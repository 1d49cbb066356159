//! UI command dispatch.
//!
//! The WebView posts one JSON object per user action, tagged by `cmd`.
//! `parse_command` turns that into a [`UiCommand`]; `handle_command` applies
//! the synchronous part to the [`App`] and tells the caller what to do next.
//! Lookups are async, so they are handed back as [`CommandEffect::Lookup`]
//! for the caller to spawn.

use serde::Deserialize;

use crate::app::App;
use crate::managers::tab_manager::TabManagerTrait;
use crate::services::theme_engine::ThemeEngineTrait;

#[derive(Debug, Clone, PartialEq, Eq, Deserialize)]
#[serde(tag = "cmd", rename_all = "snake_case")]
pub enum UiCommand {
    /// The page finished loading and wants its first frame.
    UiReady,
    Submit { username: String },
    ToggleTheme,
    SelectTab { tab: String },
}

#[derive(Debug, Clone, PartialEq, Eq)]
pub enum CommandEffect {
    /// Redraw from current state.
    Render,
    /// Run a lookup for this raw input, then redraw as state changes.
    Lookup(String),
}

pub fn parse_command(message: &str) -> Result<UiCommand, String> {
    serde_json::from_str(message).map_err(|e| format!("invalid command: {}", e))
}

pub fn handle_command(app: &mut App, command: UiCommand) -> Result<CommandEffect, String> {
    match command {
        UiCommand::UiReady => Ok(CommandEffect::Render),
        UiCommand::Submit { username } => Ok(CommandEffect::Lookup(username)),
        UiCommand::ToggleTheme => {
            let mode = app.theme_engine.toggle_theme();
            tracing::debug!(theme = ?mode, "theme toggled");
            Ok(CommandEffect::Render)
        }
        UiCommand::SelectTab { tab } => {
            app.tab_manager.switch_tab(&tab).map_err(|e| e.to_string())?;
            Ok(CommandEffect::Render)
        }
    }
}
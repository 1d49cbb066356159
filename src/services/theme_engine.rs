//! Theme Engine: owns the light/dark preference and the CSS palette derived from it.

use std::sync::Arc;

use crate::services::preference_store::PreferenceStore;
use crate::types::theme::{PresentationContext, ThemeMode};

/// Key the preference is stored under.
pub const THEME_PREFERENCE_KEY: &str = "darkMode";

/// Trait defining the theme engine interface.
pub trait ThemeEngineTrait {
    fn get_theme(&self) -> ThemeMode;
    /// Flips the theme and persists it before returning. Returns the new mode.
    fn toggle_theme(&mut self) -> ThemeMode;
    fn get_css_variables(&self) -> Vec<(String, String)>;
    fn presentation_context(&self) -> PresentationContext;
}

/// GitHub-style dark theme colors.
struct DarkPalette;
impl DarkPalette {
    const BG_PRIMARY: &'static str = "#0d1117";
    const BG_SECONDARY: &'static str = "#161b22";
    const BG_TERTIARY: &'static str = "#21262d";
    const TEXT_PRIMARY: &'static str = "#c9d1d9";
    const TEXT_SECONDARY: &'static str = "#8b949e";
    const BORDER: &'static str = "#30363d";
    const LINK: &'static str = "#58a6ff";
    const HOVER_BG: &'static str = "#1f242b";
    const INPUT_BG: &'static str = "#0d1117";
    const DANGER_BG: &'static str = "#490202";
    const DANGER_TEXT: &'static str = "#ffdcd7";
    const SKELETON: &'static str = "#30363d";
}

/// GitHub-style light theme colors.
struct LightPalette;
impl LightPalette {
    const BG_PRIMARY: &'static str = "#ffffff";
    const BG_SECONDARY: &'static str = "#f6f8fa";
    const BG_TERTIARY: &'static str = "#eaeef2";
    const TEXT_PRIMARY: &'static str = "#24292f";
    const TEXT_SECONDARY: &'static str = "#57606a";
    const BORDER: &'static str = "#d0d7de";
    const LINK: &'static str = "#0969da";
    const HOVER_BG: &'static str = "#f3f4f6";
    const INPUT_BG: &'static str = "#ffffff";
    const DANGER_BG: &'static str = "#ffebe9";
    const DANGER_TEXT: &'static str = "#82071e";
    const SKELETON: &'static str = "#d0d7de";
}

/// The theme engine implementation.
pub struct ThemeEngine {
    store: Arc<dyn PreferenceStore>,
    current_theme: ThemeMode,
}

impl ThemeEngine {
    /// Reads the stored preference once. Missing or unreadable means light.
    pub fn load(store: Arc<dyn PreferenceStore>) -> Self {
        let current_theme = match store.read(THEME_PREFERENCE_KEY) {
            Ok(Some(value)) => ThemeMode::from_stored(&value),
            Ok(None) => ThemeMode::default(),
            Err(e) => {
                tracing::warn!(error = %e, "failed to read theme preference, using light");
                ThemeMode::default()
            }
        };
        tracing::debug!(theme = ?current_theme, "theme preference loaded");

        Self {
            store,
            current_theme,
        }
    }

    fn build_variables(colors: [(&str, &str); 12]) -> Vec<(String, String)> {
        let mut vars: Vec<(String, String)> = colors
            .iter()
            .map(|(name, value)| (name.to_string(), value.to_string()))
            .collect();
        vars.push((
            "--font-family".into(),
            "-apple-system, BlinkMacSystemFont, 'Segoe UI', Helvetica, Arial, sans-serif".into(),
        ));
        vars.push(("--transition-normal".into(), "200ms".into()));
        vars.sort();
        vars
    }
}

impl ThemeEngineTrait for ThemeEngine {
    fn get_theme(&self) -> ThemeMode {
        self.current_theme
    }

    fn toggle_theme(&mut self) -> ThemeMode {
        self.current_theme = self.current_theme.toggled();
        if let Err(e) = self
            .store
            .write(THEME_PREFERENCE_KEY, self.current_theme.to_stored())
        {
            tracing::warn!(error = %e, "failed to persist theme preference");
        }
        self.current_theme
    }

    fn get_css_variables(&self) -> Vec<(String, String)> {
        match self.current_theme {
            ThemeMode::Dark => Self::build_variables([
                ("--bg-primary", DarkPalette::BG_PRIMARY),
                ("--bg-secondary", DarkPalette::BG_SECONDARY),
                ("--bg-tertiary", DarkPalette::BG_TERTIARY),
                ("--text-primary", DarkPalette::TEXT_PRIMARY),
                ("--text-secondary", DarkPalette::TEXT_SECONDARY),
                ("--border-color", DarkPalette::BORDER),
                ("--link-color", DarkPalette::LINK),
                ("--hover-bg", DarkPalette::HOVER_BG),
                ("--input-bg", DarkPalette::INPUT_BG),
                ("--danger-bg", DarkPalette::DANGER_BG),
                ("--danger-text", DarkPalette::DANGER_TEXT),
                ("--skeleton-color", DarkPalette::SKELETON),
            ]),
            ThemeMode::Light => Self::build_variables([
                ("--bg-primary", LightPalette::BG_PRIMARY),
                ("--bg-secondary", LightPalette::BG_SECONDARY),
                ("--bg-tertiary", LightPalette::BG_TERTIARY),
                ("--text-primary", LightPalette::TEXT_PRIMARY),
                ("--text-secondary", LightPalette::TEXT_SECONDARY),
                ("--border-color", LightPalette::BORDER),
                ("--link-color", LightPalette::LINK),
                ("--hover-bg", LightPalette::HOVER_BG),
                ("--input-bg", LightPalette::INPUT_BG),
                ("--danger-bg", LightPalette::DANGER_BG),
                ("--danger-text", LightPalette::DANGER_TEXT),
                ("--skeleton-color", LightPalette::SKELETON),
            ]),
        }
    }

    fn presentation_context(&self) -> PresentationContext {
        let (body_class, toggle_label) = match self.current_theme {
            ThemeMode::Dark => ("theme-dark", "☀️ Light Mode"),
            ThemeMode::Light => ("theme-light", "🌙 Dark Mode"),
        };
        PresentationContext {
            mode: self.current_theme,
            body_class,
            toggle_label,
            css_variables: self.get_css_variables(),
        }
    }
}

§ **WHAT NEEDS TO BE DONE**: Using the records above, output exactly the lines from the first through the line that contains "use crate::managers::tab_manager::TabManagerTrait;", with both of those included.

§ **RESPONSE AREA**:
repository 1d49cbb066356159
//! UI command dispatch.
//!
//! The WebView posts one JSON object per user action, tagged by `cmd`.
//! `parse_command` turns that into a [`UiCommand`]; `handle_command` applies
//! the synchronous part to the [`App`] and tells the caller what to do next.
//! Lookups are async, so they are handed back as [`CommandEffect::Lookup`]
//! for the caller to spawn.

use serde::Deserialize;

use crate::app::App;
use crate::managers::tab_manager::TabManagerTrait;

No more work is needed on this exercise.